Rationalité et sécurité
L'emballage pharmaceutique, OTC
ou pas, étant toujours contraint de transmettre, en premier lieu, des valeurs
de rationalité, de sécurité et de fiabilité dans la délivrance. Une évolution
toutefois qui modifie l'ordre d'importance du triptyque de cibles à toucher
(médecin, pharmacien, patient), le pharmacien jouant par rapport aux OTC le
rôle de prescripteur à la place du médecin, même si l'auto-médication est
encore marginale dans une France qui reste un marché de santé assistée. «
L'effet générique oblige les marques princeps (prescrites par les médecins) à
valoriser leurs identités », explique Michèle Morot-Raquin, directrice de Bleu
Absolu, l'une des rares agences de design spécialisées depuis dix ans sur le
secteur pharmaceutique.
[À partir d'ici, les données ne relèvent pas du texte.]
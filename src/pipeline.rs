/*!
 * Pipeline orchestrator for narrating a document.
 *
 * One run goes through these phases:
 * 1. Segmenting: split the document into segments
 * 2. Processing: narrate then synthesize each segment inside the budget
 * 3. Assembling: restore document order, number the surviving slides
 *
 * A segment whose synthesis fails is dropped from the report. The run only
 * fails when no segment survives.
 */

use std::sync::Arc;
use std::sync::atomic::{AtomicUsize, Ordering};
use std::time::{Duration, Instant};

use futures::stream::{self, StreamExt};
use log::{debug, info, warn};
use tokio_util::sync::CancellationToken;

use crate::app_config::PipelineSettings;
use crate::document::{Document, Segment, Segmenter};
use crate::errors::{PipelineError, SynthesisError};
use crate::narration::{Audience, NarrationResult, Narrator};
use crate::synthesis::{AudioArtifact, Synthesizer};

/// Called with `(completed, total)` after each processed segment
pub type ProgressCallback = Arc<dyn Fn(usize, usize) + Send + Sync>;

type SegmentResult = Result<(NarrationResult, AudioArtifact), SynthesisError>;

/// Configuration for the narration pipeline.
#[derive(Debug, Clone, PartialEq, Eq)]
pub struct PipelineConfig {
    /// Default number of segments narrated per document
    pub max_segments: usize,

    /// Segments in flight at once (1 = strictly sequential)
    pub concurrent_segments: usize,
}

impl Default for PipelineConfig {
    fn default() -> Self {
        Self {
            max_segments: 5,
            concurrent_segments: 1,
        }
    }
}

impl PipelineConfig {
    /// Create a pipeline configuration from the application settings.
    pub fn from_settings(settings: &PipelineSettings) -> Self {
        Self {
            max_segments: settings.max_segments,
            concurrent_segments: settings.concurrent_segments,
        }
    }

    /// Set the default segment budget.
    pub fn with_max_segments(mut self, max_segments: usize) -> Self {
        self.max_segments = max_segments;
        self
    }

    /// Set how many segments may be processed at once.
    pub fn with_concurrency(mut self, concurrent_segments: usize) -> Self {
        self.concurrent_segments = concurrent_segments;
        self
    }
}

/// Phases of one pipeline run.
#[derive(Debug, Clone, Copy, PartialEq, Eq)]
pub enum PipelinePhase {
    Segmenting,
    Processing,
    Assembling,
    Done,
}

/// One fully processed slide
#[derive(Debug, Clone, PartialEq)]
pub struct SlideOutcome {
    /// 1-based position among the surviving slides
    pub slide_number: usize,
    /// Index of the source segment
    pub segment_index: usize,
    pub original_text: String,
    pub rewritten_text: String,
    pub audio: AudioArtifact,
    pub used_fallback: bool,
}

/// A segment dropped because its synthesis failed
#[derive(Debug, Clone, PartialEq, Eq)]
pub struct SegmentFailure {
    pub segment_index: usize,
    pub message: String,
}

/// Result of one pipeline run.
#[derive(Debug, Clone)]
pub struct PipelineReport {
    /// Surviving slides in document order
    pub outcomes: Vec<SlideOutcome>,

    /// Segments attempted, `min(total_available, max_segments)`
    pub total_processed: usize,

    /// Segments the document produced
    pub total_available: usize,

    /// Present when the budget cut the document short
    pub truncation_note: Option<String>,

    /// Segments dropped during synthesis
    pub failures: Vec<SegmentFailure>,

    /// Wall time of the run
    pub duration: Duration,
}

impl PipelineReport {
    /// Number of slides narrated with the offline rewrite
    pub fn fallback_count(&self) -> usize {
        self.outcomes.iter().filter(|o| o.used_fallback).count()
    }

    /// Get a summary of the run.
    pub fn summary(&self) -> String {
        let mut parts = vec![
            format!("Duration: {:.2}s", self.duration.as_secs_f32()),
            format!("Slides: {} of {} processed", self.outcomes.len(), self.total_processed),
        ];

        if self.fallback_count() > 0 {
            parts.push(format!("Fallback narrations: {}", self.fallback_count()));
        }
        if !self.failures.is_empty() {
            parts.push(format!("Dropped: {}", self.failures.len()));
        }
        if let Some(ref note) = self.truncation_note {
            parts.push(note.clone());
        }

        parts.join(" | ")
    }
}

/// Note shown when fewer segments were processed than available
pub fn truncation_note(total_processed: usize, total_available: usize) -> Option<String> {
    (total_processed < total_available).then(|| {
        format!(
            "Showing first {} of {} slides due to rate limits.",
            total_processed, total_available
        )
    })
}

/// The narration pipeline orchestrator.
#[derive(Clone)]
pub struct NarrationPipeline {
    segmenter: Segmenter,
    narrator: Narrator,
    synthesizer: Synthesizer,
    config: PipelineConfig,
    progress: Option<ProgressCallback>,
}

impl std::fmt::Debug for NarrationPipeline {
    fn fmt(&self, f: &mut std::fmt::Formatter<'_>) -> std::fmt::Result {
        f.debug_struct("NarrationPipeline")
            .field("narrator", &self.narrator)
            .field("synthesizer", &self.synthesizer)
            .field("config", &self.config)
            .finish_non_exhaustive()
    }
}

impl NarrationPipeline {
    pub fn new(
        segmenter: Segmenter,
        narrator: Narrator,
        synthesizer: Synthesizer,
        config: PipelineConfig,
    ) -> Self {
        Self {
            segmenter,
            narrator,
            synthesizer,
            config,
            progress: None,
        }
    }

    /// Report `(completed, total)` after each processed segment
    pub fn with_progress(mut self, callback: ProgressCallback) -> Self {
        self.progress = Some(callback);
        self
    }

    pub fn config(&self) -> &PipelineConfig {
        &self.config
    }

    /// Narrate a document.
    ///
    /// `max_segments` overrides the configured budget for this run.
    pub async fn run(
        &self,
        document: &Document,
        audience: &Audience,
        max_segments: Option<usize>,
    ) -> Result<PipelineReport, PipelineError> {
        self.run_with_cancellation(document, audience, max_segments, &CancellationToken::new())
            .await
    }

    /// Narrate a document, stopping when `cancel` fires.
    ///
    /// Once cancellation is observed no new segment starts; segments already
    /// in flight finish but their results are discarded.
    pub async fn run_with_cancellation(
        &self,
        document: &Document,
        audience: &Audience,
        max_segments: Option<usize>,
        cancel: &CancellationToken,
    ) -> Result<PipelineReport, PipelineError> {
        let start_time = Instant::now();
        let max_segments = max_segments.unwrap_or(self.config.max_segments);

        if max_segments == 0 {
            return Err(PipelineError::Processing(
                "the segment budget must be at least 1".to_string(),
            ));
        }

        // Phase 1: Segmenting
        self.enter(PipelinePhase::Segmenting);
        let segments = self.segmenter.segment(document)?;
        let total_available = segments.len();
        let total_processed = total_available.min(max_segments);
        let truncation_note = truncation_note(total_processed, total_available);
        if let Some(ref note) = truncation_note {
            warn!("{}", note);
        }

        // Phase 2: Processing
        self.enter(PipelinePhase::Processing);
        let selected = &segments[..total_processed];
        let results = if self.config.concurrent_segments <= 1 {
            self.process_sequentially(selected, audience, cancel).await
        } else {
            self.process_concurrently(selected, audience, cancel).await
        };

        if cancel.is_cancelled() {
            info!("Narration cancelled after {} segment(s)", results.len());
            return Err(PipelineError::Cancelled);
        }

        // Phase 3: Assembling
        self.enter(PipelinePhase::Assembling);
        let (outcomes, failures) = assemble(results);

        if outcomes.is_empty() {
            let causes: Vec<String> = failures
                .iter()
                .map(|f| format!("segment {}: {}", f.segment_index + 1, f.message))
                .collect();
            return Err(PipelineError::Processing(format!(
                "no segment could be synthesized ({})",
                causes.join("; ")
            )));
        }

        let report = PipelineReport {
            outcomes,
            total_processed,
            total_available,
            truncation_note,
            failures,
            duration: start_time.elapsed(),
        };

        self.enter(PipelinePhase::Done);
        info!("Narration complete: {}", report.summary());
        Ok(report)
    }

    async fn process_segment(&self, segment: &Segment, audience: &Audience) -> SegmentResult {
        let narration = self.narrator.rewrite(segment, audience).await;
        let audio = self.synthesizer.synthesize(&narration.rewritten_text).await?;
        Ok((narration, audio))
    }

    async fn process_sequentially(
        &self,
        segments: &[Segment],
        audience: &Audience,
        cancel: &CancellationToken,
    ) -> Vec<(usize, SegmentResult)> {
        let mut results = Vec::with_capacity(segments.len());

        for (done, segment) in segments.iter().enumerate() {
            if cancel.is_cancelled() {
                break;
            }
            let result = self.process_segment(segment, audience).await;
            results.push((segment.index(), result));
            self.report_progress(done + 1, segments.len());
        }

        results
    }

    async fn process_concurrently(
        &self,
        segments: &[Segment],
        audience: &Audience,
        cancel: &CancellationToken,
    ) -> Vec<(usize, SegmentResult)> {
        let total = segments.len();
        let completed = AtomicUsize::new(0);

        let results: Vec<Option<(usize, SegmentResult)>> = stream::iter(segments)
            .map(|segment| {
                let completed = &completed;
                async move {
                    if cancel.is_cancelled() {
                        return None;
                    }
                    let result = self.process_segment(segment, audience).await;
                    let done = completed.fetch_add(1, Ordering::SeqCst) + 1;
                    self.report_progress(done, total);
                    Some((segment.index(), result))
                }
            })
            .buffer_unordered(self.config.concurrent_segments)
            .collect()
            .await;

        results.into_iter().flatten().collect()
    }

    fn report_progress(&self, completed: usize, total: usize) {
        if let Some(ref callback) = self.progress {
            callback(completed, total);
        }
    }

    fn enter(&self, phase: PipelinePhase) {
        debug!("Pipeline phase: {:?}", phase);
    }
}

/// Sort results into document order and number the survivors 1..=K
fn assemble(mut results: Vec<(usize, SegmentResult)>) -> (Vec<SlideOutcome>, Vec<SegmentFailure>) {
    results.sort_by_key(|(index, _)| *index);

    let mut outcomes = Vec::new();
    let mut failures = Vec::new();

    for (segment_index, result) in results {
        match result {
            Ok((narration, audio)) => outcomes.push(SlideOutcome {
                slide_number: outcomes.len() + 1,
                segment_index,
                original_text: narration.original_text,
                rewritten_text: narration.rewritten_text,
                audio,
                used_fallback: narration.used_fallback,
            }),
            Err(error) => {
                warn!("Dropping segment {}: {}", segment_index + 1, error);
                failures.push(SegmentFailure {
                    segment_index,
                    message: error.message,
                });
            }
        }
    }

    (outcomes, failures)
}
Dans ce domaine éminemment contraignant de l'identité
des produits pharmaceutiques, qui laisse peu de place à la séduction, la
maîtrise des signes est de plus en plus indispensable, d'autant que les
laboratoires sont en situation concurrentielle forte. « On s'aperçoit en
analysant les signes émis - dans la presse spécialisée par exemple - par de
nombreux produits qui sont dans des logiques de prescription, qu'ils n'ont pas
de territoire de communication », estime Véronique Liabeuf. Les laboratoires
qui ont longtemps créé des packs à la va-vite avec leurs imprimeurs, sont bien
obligés de reconnaître - avec les génériques, par exemple - que la création
d'une gamme de 300 références peut difficilement s'improviser en interne. Par
ailleurs, un large champ reste à investiguer. Celui de l'ergonomie. Les
avancées des laboratoires pour développer des produits qui aient des goûts
acceptables sont récentes. Pour les enfants notamment, on commence à comprendre
que si le produit est "bon", il est peut-être plus facile à administrer. Il
reste fort à faire également pour les seniors, dont les doigts ne sont plus
toujours assez habiles pour dégager aisément de minuscules pilules de
plaquettes réfractaires, plus conçues pour protéger la molécule que pour
faciliter la vie du malade. Des perspectives donc sur ce marché naissant à
défaut de franches rigolades. Sauf lorsque l'agence Lonsdale, coutumière du
fait, crée un vrai-faux packaging en guise de cadeau de bonne année. Cela a
tous les airs d'un médicament. Mais ce n'est pas un médicament. Cela s'appelle
Gardtonzen. C'est à base de positivine. Et la notice intérieure, ce papier plié
en accordéon qu'il faut toujours lire à la loupe précise, "en raison de la
présence de Prendurecul, évitez la prise au retour de vacances !".